The records:
((
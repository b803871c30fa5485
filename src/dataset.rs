//! Sighting dataset: raw record deserialization and normalization.
//!
//! The raw input is a JSON array of report objects as exported by the sighting
//! database: a list of date strings (one per reported occurrence of the same
//! underlying event, chronological), an optional duration in seconds, and
//! free-text location fields. [`normalize`] converts those into [`Sighting`]
//! values with parsed timestamps and a guaranteed duration, failing fast on
//! malformed dates instead of silently dropping records: every downstream
//! scale computation depends on each record carrying a valid first date.

use std::collections::BTreeMap;
use std::path::Path;

use chrono::{DateTime, NaiveDate, NaiveDateTime, TimeZone, Utc};
use serde::Deserialize;

/// Duration (seconds) assumed when a report omits it or gives zero.
pub const DEFAULT_DURATION_SECS: f64 = 20.0;

/// A sighting report as it appears in the source JSON.
#[derive(Debug, Clone, Deserialize)]
pub struct RawSighting {
    /// Date strings, first element = first sighting. Chronological as supplied.
    pub dts: Vec<String>,
    /// Duration of the first occurrence in seconds, when reported.
    #[serde(default)]
    pub duration: Option<f64>,
    /// Region code used for color-coding; falls back to `state` when absent.
    #[serde(default)]
    pub region: Option<String>,
    #[serde(default)]
    pub state: String,
    #[serde(default)]
    pub country: String,
    #[serde(default)]
    pub text: String,
}

/// A normalized sighting report.
///
/// Invariants held after [`normalize`]: `dates` is non-empty and
/// chronologically ordered as supplied; `duration_first_year` is always a
/// finite number (defaulted when the source omits it).
#[derive(Debug, Clone)]
pub struct Sighting {
    pub dates: Vec<DateTime<Utc>>,
    pub duration_first_year: f64,
    pub region: String,
    pub state: String,
    pub country: String,
    pub text: String,
}

impl Sighting {
    /// Date of the first reported occurrence.
    pub fn first_date(&self) -> DateTime<Utc> {
        self.dates[0]
    }
}

/// Errors raised while loading or normalizing the dataset.
#[derive(Debug, thiserror::Error)]
pub enum DataError {
    #[error("failed to read dataset: {0}")]
    Io(#[from] std::io::Error),
    #[error("failed to parse dataset JSON: {0}")]
    Json(#[from] serde_json::Error),
    #[error("record {index}: unparseable date {value:?}")]
    BadDate { index: usize, value: String },
    #[error("record {index} has no dates")]
    NoDates { index: usize },
    #[error("dataset contains no records")]
    Empty,
}

/// Parse one raw date string.
///
/// The source mixes full RFC 3339 stamps with bare dates, so several formats
/// are tried in order of specificity.
fn parse_date(raw: &str) -> Option<DateTime<Utc>> {
    if let Ok(dt) = DateTime::parse_from_rfc3339(raw) {
        return Some(dt.with_timezone(&Utc));
    }
    if let Ok(ndt) = NaiveDateTime::parse_from_str(raw, "%Y-%m-%dT%H:%M:%S") {
        return Some(Utc.from_utc_datetime(&ndt));
    }
    if let Ok(ndt) = NaiveDateTime::parse_from_str(raw, "%Y-%m-%d %H:%M:%S") {
        return Some(Utc.from_utc_datetime(&ndt));
    }
    for fmt in ["%Y-%m-%d", "%m/%d/%Y"] {
        if let Ok(nd) = NaiveDate::parse_from_str(raw, fmt) {
            let ndt = nd.and_hms_opt(0, 0, 0)?;
            return Some(Utc.from_utc_datetime(&ndt));
        }
    }
    None
}

/// Normalize raw records into [`Sighting`] values.
///
/// No records are dropped or reordered. Fails on the first record with an
/// unparseable or missing date, and on an entirely empty input.
pub fn normalize(raw: Vec<RawSighting>) -> Result<Vec<Sighting>, DataError> {
    if raw.is_empty() {
        return Err(DataError::Empty);
    }

    let mut records = Vec::with_capacity(raw.len());
    for (index, r) in raw.into_iter().enumerate() {
        if r.dts.is_empty() {
            return Err(DataError::NoDates { index });
        }
        let mut dates = Vec::with_capacity(r.dts.len());
        for value in &r.dts {
            let dt = parse_date(value).ok_or_else(|| DataError::BadDate {
                index,
                value: value.clone(),
            })?;
            dates.push(dt);
        }
        let duration_first_year = match r.duration {
            Some(d) if d != 0.0 => d,
            _ => DEFAULT_DURATION_SECS,
        };
        let region = r.region.unwrap_or_else(|| r.state.clone());
        records.push(Sighting {
            dates,
            duration_first_year,
            region,
            state: r.state,
            country: r.country,
            text: r.text,
        });
    }
    Ok(records)
}

/// Load and normalize a dataset from a JSON string.
pub fn load_from_str(json: &str) -> Result<Vec<Sighting>, DataError> {
    let raw: Vec<RawSighting> = serde_json::from_str(json)?;
    normalize(raw)
}

/// Load and normalize a dataset from a file on disk.
pub fn load_from_path(path: &Path) -> Result<Vec<Sighting>, DataError> {
    let json = std::fs::read_to_string(path)?;
    let records = load_from_str(&json)?;
    log::info!(
        "loaded {} sighting records from {}",
        records.len(),
        path.display()
    );
    Ok(records)
}

/// Number of reports per region code, sorted by code.
pub fn region_counts(records: &[Sighting]) -> BTreeMap<String, usize> {
    let mut counts = BTreeMap::new();
    for r in records {
        *counts.entry(r.region.clone()).or_insert(0) += 1;
    }
    counts
}
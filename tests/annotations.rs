use eframe::egui::pos2;
use ufoplot::annotations::{AnnotationLayer, description_text, guidelines_for, tooltip_rect};
use ufoplot::dataset::{Sighting, load_from_str};

fn record_with_years(years: &[i32], text: &str) -> Sighting {
    let dts: Vec<String> = years.iter().map(|y| format!("{y}-01-01")).collect();
    let json = format!(
        r#"[{{"dts": {dts:?}, "duration": 30, "state": "NY", "country": "USA", "text": {text:?}}}]"#
    );
    load_from_str(&json).unwrap().remove(0)
}

#[test]
fn single_occurrence_uses_singular_wording() {
    let record = record_with_years(&[1999], "a light");
    let body = description_text(&record, None);
    assert!(body.contains("Visible: 1 time."), "got: {body}");
    assert!(body.contains("Year: 1999."), "got: {body}");
    assert!(!body.contains("Years:"), "got: {body}");
}

#[test]
fn repeated_occurrences_list_all_years() {
    let record = record_with_years(&[2001, 2003], "two lights");
    let body = description_text(&record, None);
    assert!(body.contains("Visible: 2 times."), "got: {body}");
    assert!(body.contains("Years: 2001, 2003."), "got: {body}");
}

#[test]
fn description_is_appended_verbatim_without_a_cap() {
    let text = "Exactly what the witness wrote, punctuation and all.";
    let record = record_with_years(&[2010], text);
    let body = description_text(&record, None);
    assert!(body.ends_with(text));
}

#[test]
fn description_cap_truncates_with_ellipsis_marker() {
    let record = record_with_years(&[2010], "abcdefghij");
    let body = description_text(&record, Some(4));
    assert!(body.ends_with("abcd ..."), "got: {body}");

    // A cap longer than the text leaves it untouched.
    let body = description_text(&record, Some(100));
    assert!(body.ends_with("abcdefghij"));
}

#[test]
fn guideline_pair_runs_from_both_margins_to_the_point() {
    let point = pos2(300.0, 500.0);
    let [horizontal, vertical] = guidelines_for(point);

    assert_eq!(horizontal.from, pos2(60.0, 500.0));
    assert_eq!(horizontal.to, point);
    assert_eq!(vertical.from, pos2(300.0, 740.0));
    assert_eq!(vertical.to, point);
}

#[test]
fn selecting_replaces_rather_than_accumulates_guidelines() {
    let record = record_with_years(&[2001, 2003], "desc");
    let mut layer = AnnotationLayer::placeholder();
    assert!(layer.guidelines().is_empty());

    layer.select(&record, pos2(200.0, 300.0), None);
    assert_eq!(layer.guidelines().len(), 2);

    layer.select(&record, pos2(400.0, 600.0), None);
    assert_eq!(layer.guidelines().len(), 2, "stale guidelines must be removed");
    assert_eq!(layer.header(), "NY - USA");
}

#[test]
fn tooltip_rect_sits_inside_the_top_left_of_the_frame() {
    let rect = tooltip_rect();
    assert!(rect.min.x >= 60.0);
    assert!(rect.min.y < 60.0, "panel overlaps the top margin area");
    assert!(rect.width() >= 390.0);
}
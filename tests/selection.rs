use eframe::egui::pos2;
use ufoplot::ChartView;
use ufoplot::annotations::tooltip_rect;
use ufoplot::dataset::load_from_str;

const SAMPLE: &str = r#"[
  {"dts": ["2005-01-01"], "duration": 5, "state": "NY", "country": "USA", "text": "first"},
  {"dts": ["2010-01-01"], "duration": 50, "state": "TX", "country": "USA", "text": "second"},
  {"dts": ["2015-01-01"], "duration": 100, "state": "CA", "country": "USA", "text": "third"}
]"#;

fn sample_view() -> ChartView {
    let records = load_from_str(SAMPLE).unwrap();
    ChartView::new(records, 1000.0, None)
}

fn projected(view: &ChartView, i: usize) -> eframe::egui::Pos2 {
    let (x, y) = view.scales().project(&view.records()[i]);
    pos2(x, y)
}

#[test]
fn clicking_a_point_selects_it() {
    let mut view = sample_view();
    assert_eq!(view.selected(), None);

    assert!(view.handle_click(projected(&view, 1)));
    assert_eq!(view.selected(), Some(1));
    assert_eq!(view.annotations().header(), "TX - USA");
}

#[test]
fn click_resolves_to_the_nearest_point() {
    let mut view = sample_view();
    let near_first = projected(&view, 0) + eframe::egui::vec2(8.0, -12.0);
    view.handle_click(near_first);
    assert_eq!(view.selected(), Some(0));
}

#[test]
fn reclicking_the_selected_point_is_idempotent() {
    let mut view = sample_view();
    let target = projected(&view, 2);
    assert!(view.handle_click(target));

    let guidelines_before = view.annotations().guidelines().to_vec();
    let header_before = view.annotations().header().to_string();
    let body_before = view.annotations().body().to_string();

    assert!(!view.handle_click(target), "re-click must not report a change");
    assert_eq!(view.selected(), Some(2));
    assert_eq!(view.annotations().guidelines(), guidelines_before.as_slice());
    assert_eq!(view.annotations().header(), header_before);
    assert_eq!(view.annotations().body(), body_before);
}

#[test]
fn guidelines_never_accumulate_across_clicks() {
    let mut view = sample_view();
    assert_eq!(view.annotations().guidelines().len(), 0);

    for &i in &[0usize, 1, 2, 0, 2, 1] {
        view.handle_click(projected(&view, i));
        assert_eq!(
            view.annotations().guidelines().len(),
            2,
            "exactly one guideline pair after every click"
        );
    }
}

#[test]
fn guidelines_terminate_at_the_selected_point() {
    let mut view = sample_view();
    let target = projected(&view, 1);
    view.handle_click(target);

    let guidelines = view.annotations().guidelines();
    assert_eq!(guidelines.len(), 2);
    for g in guidelines {
        assert_eq!(g.to, target);
    }
    // One runs from the left margin, one up from the bottom margin.
    assert!(guidelines.iter().any(|g| g.from.x == 60.0 && g.from.y == target.y));
    assert!(guidelines.iter().any(|g| g.from.y == 740.0 && g.from.x == target.x));
}

#[test]
fn clicks_on_the_tooltip_panel_do_not_reach_the_chart() {
    let mut view = sample_view();
    view.handle_click(projected(&view, 0));
    assert_eq!(view.selected(), Some(0));

    let inside_panel = tooltip_rect().center();
    assert!(!view.handle_click(inside_panel));
    assert_eq!(view.selected(), Some(0), "panel clicks never reselect");
}

#[test]
fn tooltip_starts_with_the_placeholder_instruction() {
    let view = sample_view();
    assert_eq!(
        view.annotations().header(),
        "Click on each point for more info"
    );
    assert!(view.annotations().body().is_empty());
    assert!(view.annotations().guidelines().is_empty());
}

#[test]
fn resize_reprojects_the_current_selection() {
    let mut view = sample_view();
    view.handle_click(projected(&view, 1));

    view.resize(800.0);
    assert_eq!(view.selected(), Some(1), "selection survives a relayout");

    let reprojected = projected(&view, 1);
    for g in view.annotations().guidelines() {
        assert_eq!(g.to, reprojected, "guidelines follow the new scales");
    }
}
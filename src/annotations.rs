//! Selection annotations: guideline crosshairs and the tooltip panel content.
//!
//! Both responsibilities are idempotent. Guidelines are fully cleared before
//! a new pair is drawn, so the layer holds exactly zero (no selection) or two
//! (selection) lines and stale lines never accumulate. The tooltip text is
//! rebuilt from scratch on every selection change.

use eframe::egui::{Pos2, Rect, pos2, vec2};

use crate::chart::{CHART_HEIGHT, MARGIN};
use crate::dataset::Sighting;

/// Logical width of the tooltip body block.
pub const TOOLTIP_WIDTH: f32 = 400.0;
/// Logical height of the tooltip body block.
pub const TOOLTIP_HEIGHT: f32 = 150.0;

/// Placeholder instruction shown before the first selection.
pub const TOOLTIP_PLACEHOLDER: &str = "Click on each point for more info";

/// The screen region occupied by the tooltip panel.
///
/// Clicks inside this rect are intercepted before the chart-level click
/// handler runs, so interacting with the info panel never reselects a point.
pub fn tooltip_rect() -> Rect {
    Rect::from_min_size(
        pos2(MARGIN + 15.0, 15.0),
        vec2(TOOLTIP_WIDTH, TOOLTIP_HEIGHT + 50.0),
    )
}

/// One dashed reference line from an axis to the selected point.
#[derive(Debug, Clone, Copy, PartialEq)]
pub struct Guideline {
    pub from: Pos2,
    pub to: Pos2,
}

/// The guideline pair for a selected point at `projected`: one horizontal
/// line from the left margin, one vertical line up from the bottom margin,
/// both terminating exactly at the point.
pub fn guidelines_for(projected: Pos2) -> [Guideline; 2] {
    [
        Guideline {
            from: pos2(MARGIN, projected.y),
            to: projected,
        },
        Guideline {
            from: pos2(projected.x, CHART_HEIGHT - MARGIN),
            to: projected,
        },
    ]
}

/// Tooltip body text for a record.
///
/// Counts the record's date entries: one entry renders `Visible: 1 time.` and
/// `Year: Y.`, several render `Visible: N times.` and `Years: Y1, Y2, ….`.
/// The free-text description follows verbatim unless a length cap is given.
pub fn description_text(record: &Sighting, limit: Option<usize>) -> String {
    use chrono::Datelike;

    let years: Vec<String> = record.dates.iter().map(|d| d.year().to_string()).collect();
    let mut desc = String::new();
    if years.len() > 1 {
        desc.push_str(&format!("Visible: {} times.\n", years.len()));
        desc.push_str(&format!("Years: {}.\n\n", years.join(", ")));
    } else {
        desc.push_str("Visible: 1 time.\n");
        desc.push_str(&format!("Year: {}.\n\n", years[0]));
    }

    match limit {
        Some(cap) if record.text.chars().count() > cap => {
            let truncated: String = record.text.chars().take(cap).collect();
            desc.push_str(&truncated);
            desc.push_str(" ...");
        }
        _ => desc.push_str(&record.text),
    }
    desc
}

/// Owns everything drawn on top of the point layer for the current selection.
#[derive(Debug, Clone)]
pub struct AnnotationLayer {
    guidelines: Vec<Guideline>,
    header: String,
    body: String,
}

impl AnnotationLayer {
    /// Initial state: no guidelines, placeholder instruction in the header.
    pub fn placeholder() -> Self {
        Self {
            guidelines: Vec::new(),
            header: TOOLTIP_PLACEHOLDER.to_string(),
            body: String::new(),
        }
    }

    pub fn guidelines(&self) -> &[Guideline] {
        &self.guidelines
    }

    pub fn header(&self) -> &str {
        &self.header
    }

    pub fn body(&self) -> &str {
        &self.body
    }

    /// Remove every previously drawn guideline.
    pub fn clear_guidelines(&mut self) {
        self.guidelines.clear();
    }

    /// Point the annotations at a newly selected record.
    ///
    /// Clears stale guidelines before drawing the new pair and rebuilds the
    /// tooltip content from the record.
    pub fn select(&mut self, record: &Sighting, projected: Pos2, limit: Option<usize>) {
        self.clear_guidelines();
        self.guidelines.extend(guidelines_for(projected));
        self.header = format!("{} - {}", record.state, record.country);
        self.body = description_text(record, limit);
    }
}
))
Exercise details: Would you please write out, exactly and with no other lines, the stretch of the listing above from the line containing "assert!(view.annotations().body().is_empty());" through the line containing "for g in view.annotations().guidelines()"?

Task answer:
    assert!(view.annotations().body().is_empty());
    assert!(view.annotations().guidelines().is_empty());
}

#[test]
fn resize_reprojects_the_current_selection() {
    let mut view = sample_view();
    view.handle_click(projected(&view, 1));

    view.resize(800.0);
    assert_eq!(view.selected(), Some(1), "selection survives a relayout");

    let reprojected = projected(&view, 1);
    for g in view.annotations().guidelines() {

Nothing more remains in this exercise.